The Indo-Japanese military alignment is nothing but a part of the United States’ “pivot to Asia” strategy.
We miss our columnist GPD and his column “Of Life, Letters and
Politics” in these dark times when Washington, with its “pivot to Asia”
strategy – aimed at undermining China in the diplomatic, military and
economic realms – and having roped in Japan and Australia as allies, is
now girding on Japan to draw in India as the third junior partner in the
endeavour.
The Japanese Prime Minister Shinzo Abe was given pride of place as
the chief guest at India’s Republic Day celebrations on 26 January, and
his three-day visit put Japan “at the heart of India’s Look-East
Policy”, as Prime Minister Manmohan Singh put it. Abe responded
extravagantly by stating that Indo-Japanese relations “have the greatest
potential of any bilateral relationship anywhere in the world”! Just
last month India and Japan conducted their first joint naval military
exercise in the Indian Ocean off the coast of southern India, and more
recently, the respective coast guards conducted joint manoeuvres in the
Arabian Sea off the west coast of India. And the National Security
Council, India’s apex body advising on the country’s strategic security
concerns, will meet regularly with the newly-established Security
Council of Japan.
New Delhi has also invited Japanese capital to invest in key projects
in India’s north-eastern states, including Arunachal Pradesh. This
seems to be a push for the long-proposed surface transport corridor from
India running through Myanmar and onwards to south-east Asia. As far as
economic relations go, basically, Indian capital wants Japanese capital
to collaborate with it to help India emulate the Chinese manufacturing
sector’s low labour-cost arbitrage strategy and this is already on the
anvil in the building of the Delhi-Mumbai industrial corridor with
Japanese collaboration. More important, but less reported in the media,
was however the four-day visit to India of the Japanese defence
minister, Itsunori Onodera, and his meetings with his Indian
counterpart, A K Antony. Maritime security figured prominently – the
navies of the two countries will conduct joint military exercises on a
regular basis, and, for the first time, there will be trilateral drills
involving the US Navy too.
How does one explain the re-militarisation of Japan, the impending
overturning of its constitutional restrictions on militarisation?

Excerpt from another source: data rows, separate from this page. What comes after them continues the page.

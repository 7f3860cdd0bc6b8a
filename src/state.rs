//! Application state for Axum web framework.
//!
//! Contains shared services and resources that are accessible
//! across all request handlers.

use std::sync::Arc;

use crate::repositories::UserStore;
use crate::services::Services;

/// Application state containing all shared services and resources.
///
/// Cloning is cheap since everything inside sits behind an `Arc`.
#[derive(Clone)]
pub struct AppState {
    /// All business logic services
    pub services: Services,
    /// Direct access to the store, used by health checks
    pub store: Arc<dyn UserStore>,
}

impl AppState {
    /// Wires the services over the given store.
    ///
    /// # Example
    /// ```ignore
    /// let store = create_user_store(&settings).await?;
    /// let state = AppState::new(store);
    /// ```
    pub fn new(store: Arc<dyn UserStore>) -> Self {
        Self {
            services: Services::new(store.clone()),
            store,
        }
    }
}
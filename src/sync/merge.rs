//! Union-by-id merge of two snapshots.

use std::collections::HashSet;

use chrono::NaiveDate;
use uuid::Uuid;

use crate::models::{
    normalize_email, CollectionCounts, Identified, ShareGrant, Snapshot, UsageDay, User,
};

/// Result of merging a remote snapshot with the local one.
#[derive(Debug, Clone, PartialEq, Eq)]
pub struct MergeOutcome {
    pub snapshot: Snapshot,
    /// Records the local store gains or sees changed, per collection.
    pub pulled: CollectionCounts,
    /// Local-only records the remote will gain, per collection.
    pub pushed: CollectionCounts,
    /// Local usage days dropped because the remote already holds another
    /// record for the same vehicle and date.
    pub conflicts: Vec<UsageDay>,
}

/// Merges per collection: every remote record, then every local record whose
/// id the remote does not have, in local order. On an id collision the remote
/// copy wins. `last_sync` is taken from the remote.
///
/// Two usage days for the same vehicle and date can only meet here when they
/// were logged offline on different devices; the first one in merged order is
/// kept and the rest are reported as conflicts. Duplicate grants for the same
/// code and user are collapsed.
///
/// Emails come out normalized, matching how the local store keeps them.
///
/// The function is pure: the same inputs always give the same output, and
/// merging the output with either input again changes nothing.
pub fn merge_snapshots(remote: &Snapshot, local: &Snapshot) -> MergeOutcome {
    let users = normalize_emails(union_by_id(&remote.users, &local.users));
    let vehicles = union_by_id(&remote.vehicles, &local.vehicles);
    let (usage_days, conflicts) = dedup_usage_days(union_by_id(&remote.usage_days, &local.usage_days));
    let share_grants = dedup_grants(union_by_id(&remote.share_grants, &local.share_grants));

    let pulled = CollectionCounts {
        users: count_pulled(&users, &local.users),
        vehicles: count_pulled(&vehicles, &local.vehicles),
        usage_days: count_pulled(&usage_days, &local.usage_days),
        share_grants: count_pulled(&share_grants, &local.share_grants),
    };
    let pushed = CollectionCounts {
        users: count_pushed(&users, &remote.users),
        vehicles: count_pushed(&vehicles, &remote.vehicles),
        usage_days: count_pushed(&usage_days, &remote.usage_days),
        share_grants: count_pushed(&share_grants, &remote.share_grants),
    };

    MergeOutcome {
        snapshot: Snapshot {
            users,
            vehicles,
            usage_days,
            share_grants,
            last_sync: remote.last_sync,
            version: remote.version.clone(),
        },
        pulled,
        pushed,
        conflicts,
    }
}

/// Remote records first, then local ones. An id is kept only at its first
/// occurrence, which also collapses repeated ids inside either side.
fn union_by_id<T: Identified + Clone>(remote: &[T], local: &[T]) -> Vec<T> {
    let mut seen: HashSet<Uuid> = HashSet::new();

    remote
        .iter()
        .chain(local.iter())
        .filter(|record| seen.insert(record.id()))
        .cloned()
        .collect()
}

fn normalize_emails(users: Vec<User>) -> Vec<User> {
    users
        .into_iter()
        .map(|mut user| {
            user.email = normalize_email(&user.email);
            user
        })
        .collect()
}

fn dedup_usage_days(days: Vec<UsageDay>) -> (Vec<UsageDay>, Vec<UsageDay>) {
    let mut seen: HashSet<(Uuid, NaiveDate)> = HashSet::new();
    days.into_iter()
        .partition(|day| seen.insert((day.vehicle_id, day.date)))
}

fn dedup_grants(grants: Vec<ShareGrant>) -> Vec<ShareGrant> {
    let mut seen: HashSet<(String, Uuid)> = HashSet::new();
    grants
        .into_iter()
        .filter(|grant| seen.insert((grant.share_code.to_uppercase(), grant.user_id)))
        .collect()
}

/// Merged records that are new to `local` or differ from the local copy.
fn count_pulled<T: Identified + PartialEq>(merged: &[T], local: &[T]) -> usize {
    merged
        .iter()
        .filter(|record| !local.iter().any(|l| l == *record))
        .count()
}

/// Merged records whose id the remote does not have yet.
fn count_pushed<T: Identified>(merged: &[T], remote: &[T]) -> usize {
    let remote_ids: HashSet<Uuid> = remote.iter().map(Identified::id).collect();
    merged
        .iter()
        .filter(|record| !remote_ids.contains(&record.id()))
        .count()
}

#[cfg(test)]
mod tests {
    use super::*;
    use crate::credential::Credential;
    use crate::models::Vehicle;

    fn user(name: &str) -> User {
        User::new(
            name,
            format!("{}@example.com", name.to_lowercase()),
            Credential::from_password("pw"),
        )
    }

    fn date(d: u32) -> NaiveDate {
        NaiveDate::from_ymd_opt(2024, 8, d).unwrap()
    }

    #[test]
    fn test_union_remote_wins_and_local_preserved() {
        let a = user("A");
        let b = user("B");
        let mut b_local = b.clone();
        b_local.name = "B edited offline".to_string();
        let c = user("C");

        let remote = Snapshot {
            users: vec![a.clone(), b.clone()],
            ..Snapshot::empty()
        };
        let local = Snapshot {
            users: vec![b_local, c.clone()],
            ..Snapshot::empty()
        };

        let outcome = merge_snapshots(&remote, &local);
        assert_eq!(outcome.snapshot.users, vec![a, b, c]);
        // A is new locally and B changed; C goes up.
        assert_eq!(outcome.pulled.users, 2);
        assert_eq!(outcome.pushed.users, 1);
        assert!(outcome.conflicts.is_empty());
    }

    #[test]
    fn test_merge_is_idempotent() {
        let owner = user("Owner");
        let vehicle = Vehicle::new("Triumph TR6", "Triumph", "TR6", owner.id);
        let remote = Snapshot {
            users: vec![owner.clone()],
            vehicles: vec![vehicle.clone()],
            ..Snapshot::empty()
        };
        let local = Snapshot {
            users: vec![user("Local")],
            usage_days: vec![UsageDay::new(vehicle.id, owner.id, date(1), "Owner")],
            ..Snapshot::empty()
        };

        let first = merge_snapshots(&remote, &local);
        let again = merge_snapshots(&remote, &local);
        assert_eq!(first, again);

        // Merging the result again, from either side, changes nothing.
        let with_remote = merge_snapshots(&remote, &first.snapshot);
        assert_eq!(with_remote.snapshot, first.snapshot);
        let with_self = merge_snapshots(&first.snapshot, &first.snapshot);
        assert_eq!(with_self.snapshot, first.snapshot);
        assert_eq!(with_self.pulled.total(), 0);
        assert_eq!(with_self.pushed.total(), 0);
    }

    #[test]
    fn test_same_day_from_two_devices_is_a_conflict() {
        let vehicle_id = Uuid::new_v4();
        let theirs = UsageDay::new(vehicle_id, Uuid::new_v4(), date(5), "Ana");
        let mine = UsageDay::new(vehicle_id, Uuid::new_v4(), date(5), "Bo");
        let other_day = UsageDay::new(vehicle_id, Uuid::new_v4(), date(6), "Bo");

        let remote = Snapshot {
            usage_days: vec![theirs.clone()],
            ..Snapshot::empty()
        };
        let local = Snapshot {
            usage_days: vec![mine.clone(), other_day.clone()],
            ..Snapshot::empty()
        };

        let outcome = merge_snapshots(&remote, &local);
        assert_eq!(outcome.snapshot.usage_days, vec![theirs, other_day]);
        assert_eq!(outcome.conflicts, vec![mine]);
        assert_eq!(outcome.pushed.usage_days, 1);
    }

    #[test]
    fn test_duplicate_grants_collapse() {
        let vehicle_id = Uuid::new_v4();
        let user_id = Uuid::new_v4();
        let remote_grant = ShareGrant::new(vehicle_id, user_id, "AB12CD34");
        let local_grant = ShareGrant::new(vehicle_id, user_id, "ab12cd34");

        let outcome = merge_snapshots(
            &Snapshot {
                share_grants: vec![remote_grant.clone()],
                ..Snapshot::empty()
            },
            &Snapshot {
                share_grants: vec![local_grant],
                ..Snapshot::empty()
            },
        );
        assert_eq!(outcome.snapshot.share_grants, vec![remote_grant]);
    }

    #[test]
    fn test_empty_remote_keeps_local() {
        let local = Snapshot {
            users: vec![user("A"), user("B")],
            ..Snapshot::empty()
        };

        let outcome = merge_snapshots(&Snapshot::empty(), &local);
        assert_eq!(outcome.snapshot.users, local.users);
        assert_eq!(outcome.pulled.total(), 0);
        assert_eq!(outcome.pushed.users, 2);
    }

    #[test]
    fn test_repeated_remote_id_is_kept_once() {
        let a = user("A");
        let mut a_later = a.clone();
        a_later.name = "A renamed".to_string();
        let vehicle = Vehicle::new("Mini", "Austin", "Cooper", a.id);

        let remote = Snapshot {
            users: vec![a.clone(), a_later],
            vehicles: vec![vehicle.clone(), vehicle.clone()],
            ..Snapshot::empty()
        };
        let local = Snapshot {
            users: vec![a.clone()],
            ..Snapshot::empty()
        };

        let outcome = merge_snapshots(&remote, &local);
        assert_eq!(outcome.snapshot.users, vec![a]);
        assert_eq!(outcome.snapshot.vehicles, vec![vehicle]);
        assert_eq!(outcome.pulled.users, 0);
    }

    #[test]
    fn test_merged_emails_are_normalized() {
        let mut ana = user("Ana");
        ana.email = " Ana@Example.com".to_string();
        let remote = Snapshot {
            users: vec![ana.clone()],
            ..Snapshot::empty()
        };

        let outcome = merge_snapshots(&remote, &Snapshot::empty());
        assert_eq!(outcome.snapshot.users[0].email, "ana@example.com");

        // Once stored locally the record no longer counts as pulled.
        let again = merge_snapshots(&remote, &outcome.snapshot);
        assert_eq!(again.pulled.users, 0);
    }
}
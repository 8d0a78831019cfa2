use clap::{Args, Subcommand};

use super::OutputFormat;
use dayledger::config::Config;

#[derive(Args)]
pub struct ConfigCommand {
    #[command(subcommand)]
    pub command: ConfigSubcommand,
}

#[derive(Subcommand)]
pub enum ConfigSubcommand {
    /// Show current configuration values
    Show {
        /// Output format
        #[arg(long, short, value_enum, default_value = "text")]
        format: OutputFormat,
    },
}

impl ConfigCommand {
    pub fn run(&self, config: &Config) -> Result<(), Box<dyn std::error::Error>> {
        match &self.command {
            ConfigSubcommand::Show { format } => {
                let mut shown = config.clone();
                shown.remote.token = shown.remote.token.as_deref().map(mask_token);

                match format {
                    OutputFormat::Json => {
                        println!("{}", serde_json::to_string_pretty(&shown)?);
                    }
                    OutputFormat::Text => {
                        println!("Configuration");
                        println!("=============\n");

                        if let Some(path) = &shown.config_file {
                            println!("Config file: {}", path.display());
                        } else {
                            println!(
                                "Config file: {} (not found)",
                                Config::default_config_path().display()
                            );
                        }
                        println!();

                        println!("database_path: {}", shown.database_path.value.display());
                        println!("  source: {}", shown.database_path.source);
                        println!();

                        let remote = &shown.remote;
                        println!("remote.backend: {}", remote.backend.as_deref().unwrap_or("(none)"));
                        for (key, value) in [
                            ("url", &remote.url),
                            ("repository", &remote.repository),
                            ("path", &remote.path),
                            ("branch", &remote.branch),
                            ("bin_id", &remote.bin_id),
                            ("token", &remote.token),
                        ] {
                            if let Some(value) = value {
                                println!("remote.{}: {}", key, value);
                            }
                        }
                        println!("remote.timeout_secs: {}", remote.timeout_secs);
                        println!("remote.auto_sync: {}", remote.auto_sync);
                    }
                }
                Ok(())
            }
        }
    }
}

fn mask_token(token: &str) -> String {
    let visible: String = token.chars().take(4).collect();
    format!("{}...", visible)
}

#[cfg(test)]
mod tests {
    use super::*;

    #[test]
    fn test_mask_token_hides_most_of_it() {
        assert_eq!(mask_token("ghp_abcdef123456"), "ghp_...");
        assert_eq!(mask_token("ab"), "ab...");
    }
}
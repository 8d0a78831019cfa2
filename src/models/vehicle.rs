use chrono::{DateTime, Utc};
use serde::{Deserialize, Serialize};
use std::fmt;
use uuid::Uuid;

#[derive(Debug, Clone, PartialEq, Eq, Serialize, Deserialize)]
pub struct Vehicle {
    pub id: Uuid,
    pub name: String,
    pub make: String,
    pub model: String,
    pub owner_id: Uuid,
    pub shared: bool,
    pub share_code: Option<String>,
    pub created_at: DateTime<Utc>,
}

impl Vehicle {
    pub fn new(
        name: impl Into<String>,
        make: impl Into<String>,
        model: impl Into<String>,
        owner_id: Uuid,
    ) -> Self {
        Self {
            id: Uuid::new_v4(),
            name: name.into(),
            make: make.into(),
            model: model.into(),
            owner_id,
            shared: false,
            share_code: None,
            created_at: Utc::now(),
        }
    }
}

impl fmt::Display for Vehicle {
    fn fmt(&self, f: &mut fmt::Formatter<'_>) -> fmt::Result {
        write!(f, "{} ({} {})", self.name, self.make, self.model)
    }
}

/// A vehicle as seen by one user: either owned, or reached through a share code.
#[derive(Debug, Clone, PartialEq, Eq, Serialize)]
pub struct AccessibleVehicle {
    #[serde(flatten)]
    pub vehicle: Vehicle,
    pub shared_with_me: bool,
}
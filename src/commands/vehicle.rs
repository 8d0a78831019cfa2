use clap::{Args, Subcommand};
use serde::Serialize;

use super::{confirm, App, OutputFormat};
use dayledger::{share_message, ShareGrant, UsageStatus};

#[derive(Args)]
pub struct VehicleCommand {
    #[command(subcommand)]
    pub command: VehicleSubcommand,
}

#[derive(Subcommand)]
pub enum VehicleSubcommand {
    /// Add a vehicle you own
    Add {
        /// Name of the vehicle
        name: String,

        #[arg(long)]
        make: String,

        #[arg(long)]
        model: String,
    },

    /// List your vehicles and vehicles shared with you
    List {
        /// Output format
        #[arg(long, short, value_enum, default_value = "text")]
        format: OutputFormat,
    },

    /// Delete a vehicle with all its usage days
    Delete {
        /// Vehicle ID (UUID or prefix) or name
        vehicle: String,

        /// Skip confirmation prompt
        #[arg(long, short)]
        force: bool,
    },

    /// Get the share code of a vehicle
    Share {
        /// Vehicle ID (UUID or prefix) or name
        vehicle: String,
    },

    /// Gain access to a vehicle with a share code
    Redeem {
        /// Share code (case-insensitive)
        code: String,
    },

    /// List share codes you have redeemed
    Shared {
        /// Output format
        #[arg(long, short, value_enum, default_value = "text")]
        format: OutputFormat,
    },
}

#[derive(Serialize)]
struct VehicleSummary {
    #[serde(flatten)]
    vehicle: dayledger::AccessibleVehicle,
    usage_days: u32,
    status: UsageStatus,
}

impl VehicleCommand {
    pub async fn run(&self, app: &App) -> Result<(), Box<dyn std::error::Error>> {
        let user = app.current_user().await?;

        match &self.command {
            VehicleSubcommand::Add { name, make, model } => {
                let vehicle = app.ledger.create_vehicle(name, make, model, user.id).await?;
                println!("Added {}", vehicle);
                println!("  id: {}", vehicle.id);
                Ok(())
            }
            VehicleSubcommand::List { format } => {
                let mut summaries = Vec::new();
                for accessible in app.ledger.vehicles_for_user(user.id).await? {
                    let usage_days = app.ledger.count_usage_days(accessible.vehicle.id).await?;
                    summaries.push(VehicleSummary {
                        usage_days,
                        status: UsageStatus::from_count(usage_days),
                        vehicle: accessible,
                    });
                }

                match format {
                    OutputFormat::Json => {
                        println!("{}", serde_json::to_string_pretty(&summaries)?);
                    }
                    OutputFormat::Text => {
                        if summaries.is_empty() {
                            println!("No vehicles yet. Add one with 'dayledger vehicle add'.");
                        }
                        for s in &summaries {
                            let marker = if s.vehicle.shared_with_me { " [shared with you]" } else { "" };
                            println!("{}{}", s.vehicle.vehicle, marker);
                            println!("  id: {}", s.vehicle.vehicle.id);
                            print!("  usage days: {}", s.usage_days);
                            match s.status.notice() {
                                Some(notice) => println!(" ({})", notice),
                                None => println!(),
                            }
                        }
                    }
                }
                Ok(())
            }
            VehicleSubcommand::Delete { vehicle, force } => {
                let vehicle = app.resolve_vehicle(user.id, vehicle).await?;
                if !force && !confirm(&format!("Delete {} and all its usage days?", vehicle))? {
                    println!("Cancelled");
                    return Ok(());
                }
                app.ledger.delete_vehicle(vehicle.id).await?;
                println!("Deleted {}", vehicle);
                Ok(())
            }
            VehicleSubcommand::Share { vehicle } => {
                let vehicle = app.resolve_vehicle(user.id, vehicle).await?;
                let code = app.sharing.share_vehicle(vehicle.id, user.id).await?;
                println!("Share code: {}", code);
                println!();
                println!("{}", share_message(&vehicle, &code));
                Ok(())
            }
            VehicleSubcommand::Redeem { code } => {
                if app.sharing.redeem_code(code, user.id).await? {
                    println!("Vehicle added to your list");
                } else {
                    println!("You already have access to this vehicle");
                }
                Ok(())
            }
            VehicleSubcommand::Shared { format } => {
                let grants: Vec<ShareGrant> = app.sharing.list_shared_vehicles_for(user.id).await?;
                match format {
                    OutputFormat::Json => {
                        println!("{}", serde_json::to_string_pretty(&grants)?);
                    }
                    OutputFormat::Text => {
                        if grants.is_empty() {
                            println!("No share codes redeemed");
                        }
                        for grant in &grants {
                            let name = match app.ledger.get_vehicle(grant.vehicle_id).await {
                                Ok(vehicle) => vehicle.to_string(),
                                Err(_) => "(deleted vehicle)".to_string(),
                            };
                            println!("{}  {}", grant.share_code, name);
                        }
                    }
                }
                Ok(())
            }
        }
    }
}
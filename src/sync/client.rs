//! The synchronizer: fetch, merge, commit locally, push.

use std::fmt;
use std::future::Future;
use std::sync::Arc;
use std::time::Duration;

use chrono::{DateTime, Utc};
use serde::Serialize;

use super::merge::merge_snapshots;
use crate::config::{RemoteConfig, DEFAULT_REMOTE_TIMEOUT_SECS};
use crate::db::{Database, MetaRepository, SnapshotRepository};
use crate::error::LedgerError;
use crate::models::{CollectionCounts, UsageDay};
use crate::remote::{self, Backend, RemoteError, RemotePort};

#[derive(Debug, Clone, Copy, PartialEq, Eq, Serialize)]
#[serde(rename_all = "snake_case")]
pub enum SyncMode {
    /// No usable remote; all data stays on this device.
    LocalOnly,
    /// A remote with a write credential is configured.
    Synchronized,
}

impl fmt::Display for SyncMode {
    fn fmt(&self, f: &mut fmt::Formatter<'_>) -> fmt::Result {
        match self {
            SyncMode::LocalOnly => write!(f, "local only"),
            SyncMode::Synchronized => write!(f, "synchronized"),
        }
    }
}

#[derive(Debug, Clone, Copy, PartialEq, Eq, Serialize)]
#[serde(rename_all = "snake_case")]
pub enum SyncOutcome {
    /// Merged locally and pushed.
    Synchronized,
    /// Remote skipped or failed; whatever could be done locally was done.
    PartialLocal,
}

#[derive(Debug, Clone, Serialize)]
pub struct SyncReport {
    pub outcome: SyncOutcome,
    pub pulled: CollectionCounts,
    pub pushed: CollectionCounts,
    pub conflicts: Vec<UsageDay>,
    /// Why the outcome is partial.
    #[serde(skip_serializing_if = "Option::is_none")]
    pub reason: Option<String>,
}

impl SyncReport {
    fn partial(reason: impl Into<String>) -> Self {
        Self {
            outcome: SyncOutcome::PartialLocal,
            pulled: CollectionCounts::default(),
            pushed: CollectionCounts::default(),
            conflicts: Vec::new(),
            reason: Some(reason.into()),
        }
    }

    pub fn is_synchronized(&self) -> bool {
        self.outcome == SyncOutcome::Synchronized
    }
}

#[derive(Debug, Clone, Serialize)]
pub struct SyncStatus {
    pub mode: SyncMode,
    #[serde(skip_serializing_if = "Option::is_none")]
    pub backend: Option<String>,
    pub writable: bool,
    pub last_sync: Option<DateTime<Utc>>,
}

pub struct Synchronizer {
    db: Database,
    remote: Option<Arc<dyn RemotePort>>,
    timeout: Duration,
    credential_rejected: bool,
}

impl Synchronizer {
    pub fn new(db: Database, remote: Option<Arc<dyn RemotePort>>) -> Self {
        Self {
            db,
            remote,
            timeout: Duration::from_secs(DEFAULT_REMOTE_TIMEOUT_SECS),
            credential_rejected: false,
        }
    }

    /// Builds the remote adapter from config. A broken remote config is
    /// logged and leaves the synchronizer local-only.
    pub fn from_config(db: Database, config: &RemoteConfig) -> Self {
        let remote = match remote::from_config(config) {
            Ok(remote) => remote,
            Err(e) => {
                tracing::warn!(error = %e, "ignoring remote configuration");
                None
            }
        };
        Self::new(db, remote).with_timeout(Duration::from_secs(config.timeout_secs.max(1)))
    }

    pub fn with_timeout(mut self, timeout: Duration) -> Self {
        self.timeout = timeout;
        self
    }

    pub fn mode(&self) -> SyncMode {
        match &self.remote {
            Some(remote) if remote.is_writable() && !self.credential_rejected => {
                SyncMode::Synchronized
            }
            _ => SyncMode::LocalOnly,
        }
    }

    pub async fn status(&self) -> Result<SyncStatus, LedgerError> {
        let last_sync = MetaRepository::new(self.db.clone()).last_sync().await?;
        Ok(SyncStatus {
            mode: self.mode(),
            backend: self.remote.as_ref().map(|r| r.backend().to_string()),
            writable: self.mode() == SyncMode::Synchronized,
            last_sync,
        })
    }

    /// Reconciles the local store with the remote.
    ///
    /// Remote problems never surface as errors: they end the run with
    /// [`SyncOutcome::PartialLocal`]. If the remote could not be read,
    /// nothing local changes. Once read, the merged data is committed locally
    /// whether or not the push succeeds. Only a local storage failure is
    /// returned as `Err`.
    pub async fn sync(&mut self) -> Result<SyncReport, LedgerError> {
        let Some(remote) = self.remote.clone() else {
            return Ok(SyncReport::partial("no remote configured"));
        };
        let backend = remote.backend();

        let remote_snapshot = match self.call(remote.fetch_snapshot()).await {
            Ok(snapshot) => snapshot,
            Err(e) => {
                tracing::warn!(%backend, error = %e, "remote fetch failed, staying local");
                self.note_rejection(&e);
                return Ok(SyncReport::partial(e.to_string()));
            }
        };

        let snapshots = SnapshotRepository::new(self.db.clone());
        let outcome = {
            let _all = self.db.lock_all().await;
            let local = snapshots.load().await?;
            let mut outcome = merge_snapshots(&remote_snapshot, &local);
            outcome.snapshot.last_sync = Some(Utc::now());
            snapshots.replace(&outcome.snapshot).await?;
            outcome
        };

        if !outcome.conflicts.is_empty() {
            tracing::warn!(
                %backend,
                conflicts = outcome.conflicts.len(),
                "dropped usage days already taken on another device"
            );
        }

        let mut report = SyncReport {
            outcome: SyncOutcome::PartialLocal,
            pulled: outcome.pulled,
            pushed: CollectionCounts::default(),
            conflicts: outcome.conflicts,
            reason: None,
        };

        if !remote.is_writable() {
            report.reason = Some(RemoteError::ReadOnly.to_string());
            tracing::info!(%backend, "pulled from read-only remote");
            return Ok(report);
        }

        match self.call(remote.put_snapshot(&outcome.snapshot)).await {
            Ok(()) => {
                self.credential_rejected = false;
                report.outcome = SyncOutcome::Synchronized;
                report.pushed = outcome.pushed;
                tracing::info!(
                    %backend,
                    pulled = report.pulled.total(),
                    pushed = report.pushed.total(),
                    "sync complete"
                );
            }
            Err(e) => {
                tracing::warn!(%backend, error = %e, "remote push failed, kept local merge");
                self.note_rejection(&e);
                report.reason = Some(e.to_string());
            }
        }

        Ok(report)
    }

    async fn call<T>(
        &self,
        request: impl Future<Output = Result<T, RemoteError>>,
    ) -> Result<T, RemoteError> {
        match tokio::time::timeout(self.timeout, request).await {
            Ok(result) => result,
            Err(_) => Err(RemoteError::Unreachable(format!(
                "timed out after {}s",
                self.timeout.as_secs_f32()
            ))),
        }
    }

    fn note_rejection(&mut self, error: &RemoteError) {
        if matches!(error, RemoteError::Unauthorized) {
            self.credential_rejected = true;
        }
    }

    pub fn backend(&self) -> Option<Backend> {
        self.remote.as_ref().map(|r| r.backend())
    }
}
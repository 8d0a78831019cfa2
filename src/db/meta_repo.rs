use chrono::{DateTime, Utc};
use sqlx::SqliteExecutor;
use uuid::Uuid;

use super::{parse_timestamp, parse_uuid, Database};

const CURRENT_USER_KEY: &str = "current_user";
const LAST_SYNC_KEY: &str = "last_sync";

/// Small key/value table for device-local state: the signed-in user and the
/// time of the last successful sync.
pub struct MetaRepository {
    db: Database,
}

pub(crate) async fn get_value<'e, E>(executor: E, key: &str) -> Result<Option<String>, sqlx::Error>
where
    E: SqliteExecutor<'e>,
{
    let row: Option<(String,)> = sqlx::query_as("SELECT value FROM meta WHERE key = ?")
        .bind(key)
        .fetch_optional(executor)
        .await?;

    Ok(row.map(|(value,)| value))
}

pub(crate) async fn set_value<'e, E>(executor: E, key: &str, value: &str) -> Result<(), sqlx::Error>
where
    E: SqliteExecutor<'e>,
{
    sqlx::query(
        "INSERT INTO meta (key, value) VALUES (?, ?) ON CONFLICT(key) DO UPDATE SET value = excluded.value",
    )
    .bind(key)
    .bind(value)
    .execute(executor)
    .await?;

    Ok(())
}

pub(crate) async fn delete_value<'e, E>(executor: E, key: &str) -> Result<(), sqlx::Error>
where
    E: SqliteExecutor<'e>,
{
    sqlx::query("DELETE FROM meta WHERE key = ?")
        .bind(key)
        .execute(executor)
        .await?;

    Ok(())
}

pub(crate) async fn read_last_sync<'e, E>(executor: E) -> Result<Option<DateTime<Utc>>, sqlx::Error>
where
    E: SqliteExecutor<'e>,
{
    get_value(executor, LAST_SYNC_KEY)
        .await?
        .map(|v| parse_timestamp(&v))
        .transpose()
}

pub(crate) async fn write_last_sync<'e, E>(
    executor: E,
    last_sync: Option<DateTime<Utc>>,
) -> Result<(), sqlx::Error>
where
    E: SqliteExecutor<'e>,
{
    match last_sync {
        Some(at) => set_value(executor, LAST_SYNC_KEY, &at.to_rfc3339()).await,
        None => delete_value(executor, LAST_SYNC_KEY).await,
    }
}

impl MetaRepository {
    pub fn new(db: Database) -> Self {
        Self { db }
    }

    pub async fn get(&self, key: &str) -> Result<Option<String>, sqlx::Error> {
        get_value(self.db.pool(), key).await
    }

    pub async fn set(&self, key: &str, value: &str) -> Result<(), sqlx::Error> {
        set_value(self.db.pool(), key, value).await
    }

    pub async fn delete(&self, key: &str) -> Result<(), sqlx::Error> {
        delete_value(self.db.pool(), key).await
    }

    pub async fn current_user(&self) -> Result<Option<Uuid>, sqlx::Error> {
        self.get(CURRENT_USER_KEY)
            .await?
            .map(|v| parse_uuid(&v))
            .transpose()
    }

    pub async fn set_current_user(&self, user_id: Option<Uuid>) -> Result<(), sqlx::Error> {
        match user_id {
            Some(id) => self.set(CURRENT_USER_KEY, &id.to_string()).await,
            None => self.delete(CURRENT_USER_KEY).await,
        }
    }

    pub async fn last_sync(&self) -> Result<Option<DateTime<Utc>>, sqlx::Error> {
        read_last_sync(self.db.pool()).await
    }
}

Indeed, post-second world war Japan now has its first National Security
Strategy. Unwritten it is, but Washington’s “pivot to Asia” strategy is
at the heart of the blueprint. China’s rapid economic expansion over the
last three decades, her securing of international energy and raw
material sources and transportation routes for the same, and the
accompanying geopolitical rise have upset the long-established US
imperialist-dominated order in Asia. US forces and bases in Asia are
being restructured, and strategic alliances with Japan, Australia and
India have been put in place to take on China. And now, the three junior
partners are being encouraged to establish strategic alliances with
each other. Washington has fuelled the already existing tensions between
Tokyo and Beijing over the Senkaku/Diaoyu islands. And now Japan wants
India to join the existing trilateral alliance to confront China.
Basically, Washington wants unrestricted access to the East China and
South China Seas near the Chinese coast and has been intervening
indirectly in the territorial disputes that China has in these seas,
including those with Vietnam and the Philippines. In an interview to the
Press Trust of India, Onodera said that “(i)f India, Japan and the US
are in cooperation and send a common message to the Chinese side that
will mean a lot.”
Earlier this month we analysed the “stagnation-financialisation trap”
in these columns (1 February 2014), specifically, financialisation as a
dangerous rescuer of the economies of the triad, mired as they are in
stagnation. Increasing military expenditure is another, but far more
dangerous, rescuer of the economy from stagnation. But why are the
Indian ruling classes and their political representatives allowing the
country to be harnessed to the US agenda as a junior partner? As a
junior partner of the US, the Indian Navy is fast becoming the chief
policeman of the Indian Ocean, and the Indian military’s dependence on
the US military-industrial complex is increasing, this via military
hardware and software deals with Israel too. The US, in the wake of the
financial crisis, has even been offering co-production and
co-development as added incentives in armament deals.
It is a sad, indeed, a tragic commentary of the times that Japan’s
reaching out to India, as also the latter’s teaming up with Japan, both
are a part of the US’ “pivot to Asia” strategy, rather than an
independent move to strengthen bilateral relations.